Stored data
☆ ☆ ☆ ☆ ☆ ☆ ☆

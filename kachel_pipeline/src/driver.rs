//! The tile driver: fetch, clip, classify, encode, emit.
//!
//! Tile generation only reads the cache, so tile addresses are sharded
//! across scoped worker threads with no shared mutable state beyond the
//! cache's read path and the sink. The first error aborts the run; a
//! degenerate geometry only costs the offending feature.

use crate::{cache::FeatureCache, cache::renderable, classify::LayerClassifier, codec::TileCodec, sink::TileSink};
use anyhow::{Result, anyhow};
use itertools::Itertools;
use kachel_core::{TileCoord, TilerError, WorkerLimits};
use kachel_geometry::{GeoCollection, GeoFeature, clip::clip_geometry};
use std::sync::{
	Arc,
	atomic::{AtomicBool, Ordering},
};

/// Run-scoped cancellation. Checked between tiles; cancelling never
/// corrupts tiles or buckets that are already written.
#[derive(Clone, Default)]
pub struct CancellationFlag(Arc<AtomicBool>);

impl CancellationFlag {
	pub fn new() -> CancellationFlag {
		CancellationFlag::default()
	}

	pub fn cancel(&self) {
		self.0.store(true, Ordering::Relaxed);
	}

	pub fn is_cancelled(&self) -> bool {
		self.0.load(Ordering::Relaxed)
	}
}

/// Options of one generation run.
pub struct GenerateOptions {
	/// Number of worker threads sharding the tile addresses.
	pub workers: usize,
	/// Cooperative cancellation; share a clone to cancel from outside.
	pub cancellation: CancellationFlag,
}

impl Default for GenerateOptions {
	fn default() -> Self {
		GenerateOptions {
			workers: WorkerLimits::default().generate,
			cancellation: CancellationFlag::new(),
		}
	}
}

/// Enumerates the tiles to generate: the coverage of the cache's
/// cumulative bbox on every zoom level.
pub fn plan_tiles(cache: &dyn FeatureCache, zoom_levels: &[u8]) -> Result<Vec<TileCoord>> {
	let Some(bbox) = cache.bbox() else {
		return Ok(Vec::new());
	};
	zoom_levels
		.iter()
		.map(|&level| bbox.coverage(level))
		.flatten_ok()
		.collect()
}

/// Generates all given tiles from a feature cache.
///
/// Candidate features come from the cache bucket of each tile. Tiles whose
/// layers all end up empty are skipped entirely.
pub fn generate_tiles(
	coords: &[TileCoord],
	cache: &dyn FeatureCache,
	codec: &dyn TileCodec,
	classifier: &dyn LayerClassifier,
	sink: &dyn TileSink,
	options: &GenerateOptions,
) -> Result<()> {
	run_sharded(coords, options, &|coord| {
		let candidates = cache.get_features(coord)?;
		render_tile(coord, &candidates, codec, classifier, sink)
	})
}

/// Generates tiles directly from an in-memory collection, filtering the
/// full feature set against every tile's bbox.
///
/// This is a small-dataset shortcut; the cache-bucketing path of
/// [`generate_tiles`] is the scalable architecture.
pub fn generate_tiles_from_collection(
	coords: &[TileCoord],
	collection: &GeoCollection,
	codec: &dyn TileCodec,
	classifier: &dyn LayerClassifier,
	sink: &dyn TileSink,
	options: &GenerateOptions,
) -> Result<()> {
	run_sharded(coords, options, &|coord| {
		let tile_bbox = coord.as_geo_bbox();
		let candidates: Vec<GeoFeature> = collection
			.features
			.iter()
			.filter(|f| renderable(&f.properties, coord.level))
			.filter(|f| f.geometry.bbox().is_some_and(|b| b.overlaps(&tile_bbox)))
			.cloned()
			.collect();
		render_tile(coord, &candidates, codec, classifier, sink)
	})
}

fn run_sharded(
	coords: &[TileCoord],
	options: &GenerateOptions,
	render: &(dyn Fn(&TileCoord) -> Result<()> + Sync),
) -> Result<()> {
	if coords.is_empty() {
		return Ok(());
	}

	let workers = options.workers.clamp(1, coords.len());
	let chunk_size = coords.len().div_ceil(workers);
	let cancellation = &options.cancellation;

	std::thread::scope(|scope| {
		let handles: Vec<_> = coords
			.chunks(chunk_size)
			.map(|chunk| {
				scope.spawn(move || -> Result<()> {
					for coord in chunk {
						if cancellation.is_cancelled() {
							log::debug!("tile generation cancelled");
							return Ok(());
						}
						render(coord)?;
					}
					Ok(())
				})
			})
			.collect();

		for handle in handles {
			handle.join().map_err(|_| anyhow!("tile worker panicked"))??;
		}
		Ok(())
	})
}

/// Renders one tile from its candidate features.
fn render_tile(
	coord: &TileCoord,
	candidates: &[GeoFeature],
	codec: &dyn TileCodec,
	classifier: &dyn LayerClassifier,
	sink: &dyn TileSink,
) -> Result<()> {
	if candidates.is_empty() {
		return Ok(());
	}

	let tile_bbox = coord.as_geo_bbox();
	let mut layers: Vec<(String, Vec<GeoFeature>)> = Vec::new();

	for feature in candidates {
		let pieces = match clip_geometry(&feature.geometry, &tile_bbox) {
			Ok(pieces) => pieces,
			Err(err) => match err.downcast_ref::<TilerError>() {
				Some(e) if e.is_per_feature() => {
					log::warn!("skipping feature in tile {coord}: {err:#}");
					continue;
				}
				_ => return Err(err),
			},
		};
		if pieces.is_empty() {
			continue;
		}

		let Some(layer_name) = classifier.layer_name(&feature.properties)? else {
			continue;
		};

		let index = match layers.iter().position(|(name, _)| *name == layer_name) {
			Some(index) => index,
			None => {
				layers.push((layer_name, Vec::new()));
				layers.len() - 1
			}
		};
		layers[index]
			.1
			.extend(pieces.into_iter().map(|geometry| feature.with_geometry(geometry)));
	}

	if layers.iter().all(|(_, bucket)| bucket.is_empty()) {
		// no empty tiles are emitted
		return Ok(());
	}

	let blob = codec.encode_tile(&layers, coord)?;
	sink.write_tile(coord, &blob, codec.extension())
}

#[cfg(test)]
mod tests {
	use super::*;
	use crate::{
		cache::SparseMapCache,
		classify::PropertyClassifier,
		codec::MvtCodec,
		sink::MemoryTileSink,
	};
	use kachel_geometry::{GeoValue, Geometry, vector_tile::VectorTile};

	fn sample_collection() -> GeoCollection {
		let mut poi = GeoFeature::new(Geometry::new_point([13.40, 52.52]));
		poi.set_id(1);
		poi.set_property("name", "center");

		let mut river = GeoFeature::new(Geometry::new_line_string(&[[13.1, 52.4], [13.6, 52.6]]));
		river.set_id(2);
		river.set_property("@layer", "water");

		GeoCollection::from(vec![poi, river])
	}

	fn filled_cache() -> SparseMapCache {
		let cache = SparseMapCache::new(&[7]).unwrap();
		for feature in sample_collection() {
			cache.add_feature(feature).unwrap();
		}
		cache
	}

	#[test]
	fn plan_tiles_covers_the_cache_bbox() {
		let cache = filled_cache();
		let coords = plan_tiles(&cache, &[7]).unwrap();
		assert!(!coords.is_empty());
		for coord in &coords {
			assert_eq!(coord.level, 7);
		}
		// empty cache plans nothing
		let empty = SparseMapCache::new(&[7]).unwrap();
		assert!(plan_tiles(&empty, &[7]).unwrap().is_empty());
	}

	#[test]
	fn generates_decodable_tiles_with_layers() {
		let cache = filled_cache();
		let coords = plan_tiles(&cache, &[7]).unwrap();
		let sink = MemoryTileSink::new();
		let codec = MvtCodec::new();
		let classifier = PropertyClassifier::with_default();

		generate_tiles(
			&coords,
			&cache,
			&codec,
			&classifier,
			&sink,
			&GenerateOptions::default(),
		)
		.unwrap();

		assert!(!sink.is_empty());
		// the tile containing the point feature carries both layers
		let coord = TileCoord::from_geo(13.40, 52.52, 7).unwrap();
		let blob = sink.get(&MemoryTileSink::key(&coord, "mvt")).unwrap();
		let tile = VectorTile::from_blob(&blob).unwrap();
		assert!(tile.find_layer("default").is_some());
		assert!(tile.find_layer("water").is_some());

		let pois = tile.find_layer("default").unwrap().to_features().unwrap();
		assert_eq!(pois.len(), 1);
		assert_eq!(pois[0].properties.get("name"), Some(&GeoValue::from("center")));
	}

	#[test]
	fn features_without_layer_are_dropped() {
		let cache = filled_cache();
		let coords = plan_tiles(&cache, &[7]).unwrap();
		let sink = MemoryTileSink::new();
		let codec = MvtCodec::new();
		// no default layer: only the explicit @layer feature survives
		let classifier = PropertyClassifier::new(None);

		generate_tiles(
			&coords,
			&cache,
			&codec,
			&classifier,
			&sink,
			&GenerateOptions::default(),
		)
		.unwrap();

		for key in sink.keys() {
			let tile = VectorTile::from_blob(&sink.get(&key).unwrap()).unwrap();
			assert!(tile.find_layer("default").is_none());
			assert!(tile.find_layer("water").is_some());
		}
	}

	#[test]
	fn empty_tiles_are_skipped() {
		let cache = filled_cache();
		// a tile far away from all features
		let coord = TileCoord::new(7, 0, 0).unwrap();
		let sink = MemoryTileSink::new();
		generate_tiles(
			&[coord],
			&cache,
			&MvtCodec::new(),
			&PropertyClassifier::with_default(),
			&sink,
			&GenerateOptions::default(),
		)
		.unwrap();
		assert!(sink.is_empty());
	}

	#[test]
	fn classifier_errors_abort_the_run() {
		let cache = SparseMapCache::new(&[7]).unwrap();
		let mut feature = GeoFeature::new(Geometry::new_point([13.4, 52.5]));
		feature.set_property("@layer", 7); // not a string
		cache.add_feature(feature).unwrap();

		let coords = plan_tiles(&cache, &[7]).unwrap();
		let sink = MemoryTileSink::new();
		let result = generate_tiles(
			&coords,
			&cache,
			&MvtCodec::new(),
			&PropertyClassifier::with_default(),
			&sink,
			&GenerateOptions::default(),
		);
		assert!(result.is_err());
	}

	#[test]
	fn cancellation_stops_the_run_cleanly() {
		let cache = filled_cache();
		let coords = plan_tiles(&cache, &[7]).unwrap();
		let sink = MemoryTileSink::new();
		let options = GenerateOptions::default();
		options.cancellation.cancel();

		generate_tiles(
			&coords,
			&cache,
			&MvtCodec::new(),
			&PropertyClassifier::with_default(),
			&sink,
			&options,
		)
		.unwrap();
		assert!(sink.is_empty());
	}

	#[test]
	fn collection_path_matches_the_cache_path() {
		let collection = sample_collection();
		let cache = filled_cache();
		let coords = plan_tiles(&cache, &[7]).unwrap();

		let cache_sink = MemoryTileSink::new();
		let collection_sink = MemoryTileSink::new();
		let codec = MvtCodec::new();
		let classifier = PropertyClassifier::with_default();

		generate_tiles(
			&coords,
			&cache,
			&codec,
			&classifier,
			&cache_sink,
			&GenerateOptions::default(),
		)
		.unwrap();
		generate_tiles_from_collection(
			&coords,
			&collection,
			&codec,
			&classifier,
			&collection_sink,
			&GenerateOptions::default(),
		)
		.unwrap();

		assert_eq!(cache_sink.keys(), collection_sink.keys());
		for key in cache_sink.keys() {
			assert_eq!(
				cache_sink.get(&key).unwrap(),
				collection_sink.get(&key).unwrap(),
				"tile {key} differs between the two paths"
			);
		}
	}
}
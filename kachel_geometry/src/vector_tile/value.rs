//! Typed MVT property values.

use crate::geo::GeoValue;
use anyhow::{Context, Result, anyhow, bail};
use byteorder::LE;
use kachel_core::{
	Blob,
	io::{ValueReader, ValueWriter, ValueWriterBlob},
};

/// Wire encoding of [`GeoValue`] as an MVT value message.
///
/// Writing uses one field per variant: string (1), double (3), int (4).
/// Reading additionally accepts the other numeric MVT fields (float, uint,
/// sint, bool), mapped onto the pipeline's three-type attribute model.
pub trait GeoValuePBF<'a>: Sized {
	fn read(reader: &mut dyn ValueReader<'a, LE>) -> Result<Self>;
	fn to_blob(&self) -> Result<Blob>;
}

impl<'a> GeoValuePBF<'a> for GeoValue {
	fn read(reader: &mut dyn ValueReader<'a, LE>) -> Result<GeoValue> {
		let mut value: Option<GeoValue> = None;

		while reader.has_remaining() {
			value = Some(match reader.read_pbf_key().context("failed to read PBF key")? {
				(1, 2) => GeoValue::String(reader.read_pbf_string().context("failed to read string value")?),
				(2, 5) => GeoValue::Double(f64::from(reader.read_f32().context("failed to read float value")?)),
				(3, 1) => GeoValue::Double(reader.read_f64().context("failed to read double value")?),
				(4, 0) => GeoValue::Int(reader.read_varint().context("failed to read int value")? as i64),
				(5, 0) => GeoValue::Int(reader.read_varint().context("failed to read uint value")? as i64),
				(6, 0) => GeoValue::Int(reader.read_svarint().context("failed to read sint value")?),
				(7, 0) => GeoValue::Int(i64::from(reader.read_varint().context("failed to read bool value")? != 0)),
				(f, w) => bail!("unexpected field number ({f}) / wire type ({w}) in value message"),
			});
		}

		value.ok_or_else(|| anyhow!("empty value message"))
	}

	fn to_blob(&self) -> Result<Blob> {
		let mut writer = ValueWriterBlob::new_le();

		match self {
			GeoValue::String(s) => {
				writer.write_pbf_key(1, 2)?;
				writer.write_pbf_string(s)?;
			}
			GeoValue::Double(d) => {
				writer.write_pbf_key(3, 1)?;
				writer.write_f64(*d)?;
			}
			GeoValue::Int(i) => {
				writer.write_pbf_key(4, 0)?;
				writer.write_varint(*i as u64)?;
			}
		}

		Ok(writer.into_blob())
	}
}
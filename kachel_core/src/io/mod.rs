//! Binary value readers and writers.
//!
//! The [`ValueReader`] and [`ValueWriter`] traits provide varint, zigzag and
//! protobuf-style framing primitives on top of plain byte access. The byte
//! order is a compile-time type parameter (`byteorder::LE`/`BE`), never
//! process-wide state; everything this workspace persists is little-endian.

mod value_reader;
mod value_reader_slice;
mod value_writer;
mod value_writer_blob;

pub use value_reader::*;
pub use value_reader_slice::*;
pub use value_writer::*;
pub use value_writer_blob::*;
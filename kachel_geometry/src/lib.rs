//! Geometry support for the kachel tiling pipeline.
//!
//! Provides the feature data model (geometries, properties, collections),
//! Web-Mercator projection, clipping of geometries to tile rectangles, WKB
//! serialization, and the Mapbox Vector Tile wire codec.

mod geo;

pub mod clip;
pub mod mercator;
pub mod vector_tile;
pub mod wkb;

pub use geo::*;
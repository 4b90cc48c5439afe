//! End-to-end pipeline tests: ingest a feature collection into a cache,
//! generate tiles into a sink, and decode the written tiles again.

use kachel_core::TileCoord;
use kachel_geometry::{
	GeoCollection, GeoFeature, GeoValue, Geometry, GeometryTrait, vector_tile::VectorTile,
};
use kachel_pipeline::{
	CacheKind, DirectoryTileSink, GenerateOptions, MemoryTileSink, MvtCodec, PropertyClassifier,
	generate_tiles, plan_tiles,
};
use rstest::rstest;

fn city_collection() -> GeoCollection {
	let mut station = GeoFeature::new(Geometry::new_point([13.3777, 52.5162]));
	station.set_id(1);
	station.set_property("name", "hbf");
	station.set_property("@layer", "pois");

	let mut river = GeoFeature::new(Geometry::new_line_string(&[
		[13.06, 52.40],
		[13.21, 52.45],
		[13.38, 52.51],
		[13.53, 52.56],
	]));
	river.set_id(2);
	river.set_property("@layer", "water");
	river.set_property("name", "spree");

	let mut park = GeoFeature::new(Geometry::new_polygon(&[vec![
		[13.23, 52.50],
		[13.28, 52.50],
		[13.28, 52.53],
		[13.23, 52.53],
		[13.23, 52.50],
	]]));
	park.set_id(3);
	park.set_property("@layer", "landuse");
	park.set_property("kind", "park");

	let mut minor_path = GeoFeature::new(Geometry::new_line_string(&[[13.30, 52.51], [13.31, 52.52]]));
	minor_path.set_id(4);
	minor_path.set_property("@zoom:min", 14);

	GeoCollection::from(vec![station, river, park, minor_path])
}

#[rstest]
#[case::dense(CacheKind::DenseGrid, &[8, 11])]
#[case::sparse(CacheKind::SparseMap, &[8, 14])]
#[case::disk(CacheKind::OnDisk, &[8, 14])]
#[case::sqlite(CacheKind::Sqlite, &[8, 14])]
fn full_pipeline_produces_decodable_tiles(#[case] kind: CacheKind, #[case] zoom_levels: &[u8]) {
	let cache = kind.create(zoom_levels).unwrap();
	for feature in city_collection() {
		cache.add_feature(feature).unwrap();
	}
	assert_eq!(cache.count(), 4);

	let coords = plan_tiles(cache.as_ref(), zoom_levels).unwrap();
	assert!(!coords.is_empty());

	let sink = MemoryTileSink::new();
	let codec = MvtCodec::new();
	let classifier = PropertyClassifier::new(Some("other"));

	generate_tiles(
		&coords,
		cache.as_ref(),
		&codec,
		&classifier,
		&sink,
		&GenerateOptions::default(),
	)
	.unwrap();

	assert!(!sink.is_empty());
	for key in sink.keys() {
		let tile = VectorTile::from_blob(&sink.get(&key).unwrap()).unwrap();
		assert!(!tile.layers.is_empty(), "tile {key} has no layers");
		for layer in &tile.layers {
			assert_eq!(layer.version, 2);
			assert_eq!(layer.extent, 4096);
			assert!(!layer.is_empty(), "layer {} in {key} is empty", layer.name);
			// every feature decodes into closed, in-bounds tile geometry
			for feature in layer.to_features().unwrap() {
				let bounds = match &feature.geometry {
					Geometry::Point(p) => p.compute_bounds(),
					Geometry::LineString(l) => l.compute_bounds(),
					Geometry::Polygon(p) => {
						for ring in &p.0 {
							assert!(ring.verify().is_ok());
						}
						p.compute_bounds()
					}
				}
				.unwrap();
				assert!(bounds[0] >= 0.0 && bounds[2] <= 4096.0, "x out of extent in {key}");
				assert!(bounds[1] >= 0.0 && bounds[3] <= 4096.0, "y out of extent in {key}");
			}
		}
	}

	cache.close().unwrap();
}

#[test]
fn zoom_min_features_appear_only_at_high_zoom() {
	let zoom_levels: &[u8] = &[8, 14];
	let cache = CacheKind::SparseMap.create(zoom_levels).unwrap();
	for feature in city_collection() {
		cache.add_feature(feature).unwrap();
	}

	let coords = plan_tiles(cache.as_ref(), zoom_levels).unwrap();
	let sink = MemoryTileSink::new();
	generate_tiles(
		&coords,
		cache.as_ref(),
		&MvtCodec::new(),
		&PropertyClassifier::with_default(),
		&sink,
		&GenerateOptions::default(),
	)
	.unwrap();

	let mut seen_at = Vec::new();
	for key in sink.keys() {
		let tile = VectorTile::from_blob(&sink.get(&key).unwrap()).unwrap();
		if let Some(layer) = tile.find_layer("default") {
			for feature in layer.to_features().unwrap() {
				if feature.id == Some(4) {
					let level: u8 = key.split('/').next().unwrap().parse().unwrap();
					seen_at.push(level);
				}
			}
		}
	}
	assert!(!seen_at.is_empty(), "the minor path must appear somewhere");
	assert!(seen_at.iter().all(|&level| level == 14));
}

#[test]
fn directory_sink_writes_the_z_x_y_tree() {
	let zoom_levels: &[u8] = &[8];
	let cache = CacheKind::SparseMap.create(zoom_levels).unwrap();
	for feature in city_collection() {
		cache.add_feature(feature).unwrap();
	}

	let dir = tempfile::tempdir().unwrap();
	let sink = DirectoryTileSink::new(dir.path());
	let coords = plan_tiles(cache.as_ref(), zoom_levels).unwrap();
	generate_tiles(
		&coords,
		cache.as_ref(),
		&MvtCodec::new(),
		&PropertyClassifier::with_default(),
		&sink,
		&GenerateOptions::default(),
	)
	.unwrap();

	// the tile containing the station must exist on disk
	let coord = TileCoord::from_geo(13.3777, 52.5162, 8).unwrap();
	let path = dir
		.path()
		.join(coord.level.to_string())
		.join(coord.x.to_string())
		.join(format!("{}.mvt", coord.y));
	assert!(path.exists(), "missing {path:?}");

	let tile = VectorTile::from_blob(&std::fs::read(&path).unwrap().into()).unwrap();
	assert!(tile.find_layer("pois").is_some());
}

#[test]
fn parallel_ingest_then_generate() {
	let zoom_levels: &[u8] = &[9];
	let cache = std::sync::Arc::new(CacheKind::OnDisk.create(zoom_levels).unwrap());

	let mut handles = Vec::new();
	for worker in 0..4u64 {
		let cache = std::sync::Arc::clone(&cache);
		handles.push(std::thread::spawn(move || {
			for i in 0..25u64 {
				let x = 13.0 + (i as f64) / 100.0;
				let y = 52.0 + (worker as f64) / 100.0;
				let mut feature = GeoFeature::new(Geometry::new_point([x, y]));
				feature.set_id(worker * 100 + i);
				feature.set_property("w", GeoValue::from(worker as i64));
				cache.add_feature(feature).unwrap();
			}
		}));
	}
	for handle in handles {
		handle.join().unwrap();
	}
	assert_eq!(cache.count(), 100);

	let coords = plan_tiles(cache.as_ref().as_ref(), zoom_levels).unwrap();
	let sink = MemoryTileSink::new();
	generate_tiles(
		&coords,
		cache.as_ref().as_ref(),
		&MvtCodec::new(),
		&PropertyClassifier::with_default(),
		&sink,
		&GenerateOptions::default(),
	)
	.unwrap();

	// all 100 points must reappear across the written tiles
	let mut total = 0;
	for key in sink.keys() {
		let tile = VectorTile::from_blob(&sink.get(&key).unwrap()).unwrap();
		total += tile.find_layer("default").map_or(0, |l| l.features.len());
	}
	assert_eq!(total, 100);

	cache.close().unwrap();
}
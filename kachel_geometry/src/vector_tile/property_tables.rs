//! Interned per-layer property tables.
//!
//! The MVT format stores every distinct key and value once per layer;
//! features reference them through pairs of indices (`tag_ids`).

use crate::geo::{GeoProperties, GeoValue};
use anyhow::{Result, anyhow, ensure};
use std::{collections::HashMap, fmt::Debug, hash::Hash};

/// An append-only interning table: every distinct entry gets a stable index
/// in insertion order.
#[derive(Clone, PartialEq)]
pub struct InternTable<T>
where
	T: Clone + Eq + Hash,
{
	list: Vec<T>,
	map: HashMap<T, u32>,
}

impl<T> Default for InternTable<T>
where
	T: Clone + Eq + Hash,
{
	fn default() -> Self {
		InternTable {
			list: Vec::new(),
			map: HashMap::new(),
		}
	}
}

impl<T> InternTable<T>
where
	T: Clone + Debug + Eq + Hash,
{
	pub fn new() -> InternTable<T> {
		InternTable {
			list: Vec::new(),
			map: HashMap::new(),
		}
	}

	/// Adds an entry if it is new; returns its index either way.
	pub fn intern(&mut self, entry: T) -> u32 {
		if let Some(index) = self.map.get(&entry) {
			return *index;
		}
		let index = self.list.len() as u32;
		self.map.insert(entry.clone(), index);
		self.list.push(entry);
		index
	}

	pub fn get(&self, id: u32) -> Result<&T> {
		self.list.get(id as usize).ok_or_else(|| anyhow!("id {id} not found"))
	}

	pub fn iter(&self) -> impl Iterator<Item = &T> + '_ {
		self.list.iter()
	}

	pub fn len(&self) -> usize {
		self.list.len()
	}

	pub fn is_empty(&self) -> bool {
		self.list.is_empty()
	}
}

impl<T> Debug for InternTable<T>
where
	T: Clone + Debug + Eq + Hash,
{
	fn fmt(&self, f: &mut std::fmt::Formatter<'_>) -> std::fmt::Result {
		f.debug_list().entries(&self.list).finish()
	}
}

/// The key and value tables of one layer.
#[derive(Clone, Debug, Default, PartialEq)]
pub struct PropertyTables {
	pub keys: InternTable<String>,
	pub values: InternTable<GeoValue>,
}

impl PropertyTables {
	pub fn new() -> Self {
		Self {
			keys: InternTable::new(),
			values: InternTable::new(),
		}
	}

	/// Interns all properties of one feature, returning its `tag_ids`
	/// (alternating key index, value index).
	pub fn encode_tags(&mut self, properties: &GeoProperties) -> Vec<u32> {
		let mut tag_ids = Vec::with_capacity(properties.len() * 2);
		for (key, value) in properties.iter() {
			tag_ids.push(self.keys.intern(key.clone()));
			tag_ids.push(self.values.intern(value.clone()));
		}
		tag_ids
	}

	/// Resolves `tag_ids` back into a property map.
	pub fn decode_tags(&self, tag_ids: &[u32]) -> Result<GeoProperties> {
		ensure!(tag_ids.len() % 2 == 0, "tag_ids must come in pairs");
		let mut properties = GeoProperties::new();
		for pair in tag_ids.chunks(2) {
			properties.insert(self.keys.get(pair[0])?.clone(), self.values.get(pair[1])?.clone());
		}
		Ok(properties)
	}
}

☆ ☆ ☆ ☆ ☆ ☆ ☆

EXERCISE DIRECTIONS:
Only the lines of the data holding the string "pieces" are wanted; copy each of them.

WRITTEN RESPONSE:
		let pieces = match clip_geometry(&feature.geometry, &tile_bbox) {
			Ok(pieces) => pieces,
		if pieces.is_empty() {
			.extend(pieces.into_iter().map(|geometry| feature.with_geometry(geometry)));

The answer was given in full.